EXERCISE AIM
Copy out the entries below precisely; nothing is to be omitted.

Stored data:
_ _ _ _ _

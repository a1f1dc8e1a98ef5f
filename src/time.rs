//! Simulated time.
//!
//! The simulation never looks at the wall clock. [`Time`] only advances
//! when a step is taken, by exactly that step's `dt`, so a run is fully
//! determined by its configuration and its sequence of time steps.
//!
//! # Example
//!
//! ```ignore
//! use weather_sim::time::Time;
//!
//! let mut time = Time::new().with_limit(Some(50.0 / 24.0));
//! while !time.is_finished() {
//!     time.advance(1.0 / 24.0);
//! }
//! assert_eq!(time.frame(), 50);
//! ```

/// Elapsed simulated time and frame count.
#[derive(Debug, Clone, Copy, PartialEq, Default)]
pub struct Time {
    /// Total simulated seconds. Kept in f64 so long runs do not drift.
    elapsed: f64,
    /// Length of the most recent step.
    delta: f32,
    /// Steps taken since the last reset.
    frame: u64,
    /// Simulated seconds after which the run is over.
    limit: Option<f64>,
}

impl Time {
    /// Time zero with no limit.
    pub fn new() -> Self {
        Self::default()
    }

    /// Set the simulated time after which [`is_finished`](Self::is_finished) reports true.
    pub fn with_limit(mut self, limit: Option<f64>) -> Self {
        self.limit = limit;
        self
    }

    /// Move forward by one step of `dt` seconds.
    pub fn advance(&mut self, dt: f32) {
        self.delta = dt;
        self.elapsed += f64::from(dt);
        self.frame += 1;
    }

    /// Total simulated seconds.
    #[inline]
    pub fn elapsed(&self) -> f64 {
        self.elapsed
    }

    /// Length of the most recent step.
    #[inline]
    pub fn delta(&self) -> f32 {
        self.delta
    }

    /// Number of steps taken.
    #[inline]
    pub fn frame(&self) -> u64 {
        self.frame
    }

    /// Configured limit in seconds.
    #[inline]
    pub fn limit(&self) -> Option<f64> {
        self.limit
    }

    /// Whether elapsed time has reached the limit.
    ///
    /// The limit counts as reached once less than half of the last step
    /// remains, so `n` steps of `dt` finish a limit of `n * dt` however the
    /// two were rounded.
    pub fn is_finished(&self) -> bool {
        self.limit
            .is_some_and(|limit| self.elapsed + f64::from(self.delta) * 0.5 >= limit)
    }

    /// Back to time zero, keeping the limit.
    pub fn reset(&mut self) {
        *self = Self {
            limit: self.limit,
            ..Self::default()
        };
    }
}
//! Seeded random helpers for placing new particles.

use glam::Vec3;
use rand::rngs::SmallRng;
use rand::{Rng, SeedableRng};

/// Deterministic random source used by the emitter.
///
/// Two contexts built from the same seed produce the same sequence, which
/// is what makes whole runs reproducible.
#[derive(Debug, Clone)]
pub struct SpawnContext {
    seed: u64,
    rng: SmallRng,
}

impl SpawnContext {
    /// Create a context from a seed.
    pub fn new(seed: u64) -> Self {
        Self {
            seed,
            rng: SmallRng::seed_from_u64(seed),
        }
    }

    /// Rewind to the start of the sequence.
    pub fn reset(&mut self) {
        self.rng = SmallRng::seed_from_u64(self.seed);
    }

    /// Random f32 between 0.0 and 1.0.
    #[inline]
    pub fn random(&mut self) -> f32 {
        self.rng.gen()
    }

    /// Random f32 in `[-half, half)`. Returns 0 for a non-positive `half`.
    #[inline]
    pub fn random_symmetric(&mut self, half: f32) -> f32 {
        if half > 0.0 {
            self.rng.gen_range(-half..half)
        } else {
            0.0
        }
    }

    /// Random point in a horizontal square of the given half-size, at y=0.
    pub fn random_in_square(&mut self, half_size: f32) -> Vec3 {
        Vec3::new(
            self.random_symmetric(half_size),
            0.0,
            self.random_symmetric(half_size),
        )
    }

    /// Random point inside an axis-aligned box centred on the origin.
    pub fn random_in_box(&mut self, half_extents: Vec3) -> Vec3 {
        Vec3::new(
            self.random_symmetric(half_extents.x),
            self.random_symmetric(half_extents.y),
            self.random_symmetric(half_extents.z),
        )
    }
}

#[cfg(test)]
mod tests {
    use super::*;

    #[test]
    fn test_same_seed_same_sequence() {
        let mut a = SpawnContext::new(42);
        let mut b = SpawnContext::new(42);
        for _ in 0..16 {
            assert_eq!(a.random(), b.random());
        }
    }

    #[test]
    fn test_reset_rewinds() {
        let mut ctx = SpawnContext::new(3);
        let first: Vec<f32> = (0..4).map(|_| ctx.random()).collect();
        ctx.reset();
        let again: Vec<f32> = (0..4).map(|_| ctx.random()).collect();
        assert_eq!(first, again);
    }

    #[test]
    fn test_random_in_square_bounds() {
        let mut ctx = SpawnContext::new(1);
        for _ in 0..200 {
            let p = ctx.random_in_square(12.5);
            assert!(p.x.abs() <= 12.5 && p.z.abs() <= 12.5);
            assert_eq!(p.y, 0.0);
        }
    }

    #[test]
    fn test_zero_extent_is_degenerate_not_panicking() {
        let mut ctx = SpawnContext::new(1);
        let p = ctx.random_in_box(Vec3::new(1.0, 0.0, 1.0));
        assert_eq!(p.y, 0.0);
        assert_eq!(ctx.random_symmetric(-1.0), 0.0);
    }
}
pub mod catalogo;
pub mod productos_gen;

_ _ _ _ _

TASK RESPONSE
repository a1f1dc8e1a98ef5f
filename src/time.rs
//! Simulated time.
//!
//! The simulation never looks at the wall clock. [`Time`] only advances
//! when a step is taken, by exactly that step's `dt`, so a run is fully
//! determined by its configuration and its sequence of time steps.
//!
//! # Example
//!
//! ```ignore
//! use weather_sim::time::Time;
//!
//! let mut time = Time::new().with_limit(Some(50.0 / 24.0));
//! while !time.is_finished() {
//!     time.advance(1.0 / 24.0);
//! }
//! assert_eq!(time.frame(), 50);
//! ```

/// Elapsed simulated time and frame count.
#[derive(Debug, Clone, Copy, PartialEq, Default)]
pub struct Time {
    /// Total simulated seconds. Kept in f64 so long runs do not drift.
    elapsed: f64,
    /// Length of the most recent step.
    delta: f32,
    /// Steps taken since the last reset.
    frame: u64,
    /// Simulated seconds after which the run is over.
    limit: Option<f64>,
}

impl Time {
    /// Time zero with no limit.
    pub fn new() -> Self {
        Self::default()
    }

    /// Set the simulated time after which [`is_finished`](Self::is_finished) reports true.
    pub fn with_limit(mut self, limit: Option<f64>) -> Self {
        self.limit = limit;
        self
    }

    /// Move forward by one step of `dt` seconds.
    pub fn advance(&mut self, dt: f32) {
        self.delta = dt;
        self.elapsed += f64::from(dt);
        self.frame += 1;
    }

    /// Total simulated seconds.
    #[inline]
    pub fn elapsed(&self) -> f64 {
        self.elapsed
    }

    /// Length of the most recent step.
    #[inline]
    pub fn delta(&self) -> f32 {
        self.delta
    }

    /// Number of steps taken.
    #[inline]
    pub fn frame(&self) -> u64 {
        self.frame
    }

    /// Configured limit in seconds.
    #[inline]
    pub fn limit(&self) -> Option<f64> {
        self.limit
    }

    /// Whether elapsed time has reached the limit.
    ///
    /// The limit counts as reached once less than half of the last step
    /// remains, so `n` steps of `dt` finish a limit of `n * dt` however the
    /// two were rounded.
    pub fn is_finished(&self) -> bool {
        self.limit
            .is_some_and(|limit| self.elapsed + f64::from(self.delta) * 0.5 >= limit)
    }

    /// Back to time zero, keeping the limit.
    pub fn reset(&mut self) {
        *self = Self {
            limit: self.limit,
            ..Self::default()
        };
    }
}
//! Seeded random helpers for placing new particles.

use glam::Vec3;
use rand::rngs::SmallRng;
use rand::{Rng, SeedableRng};

/// Deterministic random source used by the emitter.
///
/// Two contexts built from the same seed produce the same sequence, which
/// is what makes whole runs reproducible.
#[derive(Debug, Clone)]
pub struct SpawnContext {
    seed: u64,
    rng: SmallRng,
}

impl SpawnContext {
    /// Create a context from a seed.
    pub fn new(seed: u64) -> Self {
        Self {
            seed,
            rng: SmallRng::seed_from_u64(seed),
        }
    }

    /// Rewind to the start of the sequence.
    pub fn reset(&mut self) {
        self.rng = SmallRng::seed_from_u64(self.seed);
    }

    /// Random f32 between 0.0 and 1.0.
    #[inline]
    pub fn random(&mut self) -> f32 {
        self.rng.gen()
    }

    /// Random f32 in `[-half, half)`. Returns 0 for a non-positive `half`.
    #[inline]
    pub fn random_symmetric(&mut self, half: f32) -> f32 {
        if half > 0.0 {
            self.rng.gen_range(-half..half)
        } else {
            0.0
        }
    }

    /// Random point in a horizontal square of the given half-size, at y=0.
    pub fn random_in_square(&mut self, half_size: f32) -> Vec3 {
        Vec3::new(
            self.random_symmetric(half_size),
            0.0,
            self.random_symmetric(half_size),
        )
    }

    /// Random point inside an axis-aligned box centred on the origin.
    pub fn random_in_box(&mut self, half_extents: Vec3) -> Vec3 {
        Vec3::new(
            self.random_symmetric(half_extents.x),
            self.random_symmetric(half_extents.y),
            self.random_symmetric(half_extents.z),
        )
    }
}

#[cfg(test)]
mod tests {
    use super::*;

    #[test]
    fn test_same_seed_same_sequence() {
        let mut a = SpawnContext::new(42);
        let mut b = SpawnContext::new(42);
        for _ in 0..16 {
            assert_eq!(a.random(), b.random());
        }
    }

    #[test]
    fn test_reset_rewinds() {
        let mut ctx = SpawnContext::new(3);
        let first: Vec<f32> = (0..4).map(|_| ctx.random()).collect();
        ctx.reset();
        let again: Vec<f32> = (0..4).map(|_| ctx.random()).collect();
        assert_eq!(first, again);
    }

    #[test]
    fn test_random_in_square_bounds() {
        let mut ctx = SpawnContext::new(1);
        for _ in 0..200 {
            let p = ctx.random_in_square(12.5);
            assert!(p.x.abs() <= 12.5 && p.z.abs() <= 12.5);
            assert_eq!(p.y, 0.0);
        }
    }

    #[test]
    fn test_zero_extent_is_degenerate_not_panicking() {
        let mut ctx = SpawnContext::new(1);
        let p = ctx.random_in_box(Vec3::new(1.0, 0.0, 1.0));
        assert_eq!(p.y, 0.0);
        assert_eq!(ctx.random_symmetric(-1.0), 0.0);
    }
}
pub mod catalogo;
pub mod productos_gen;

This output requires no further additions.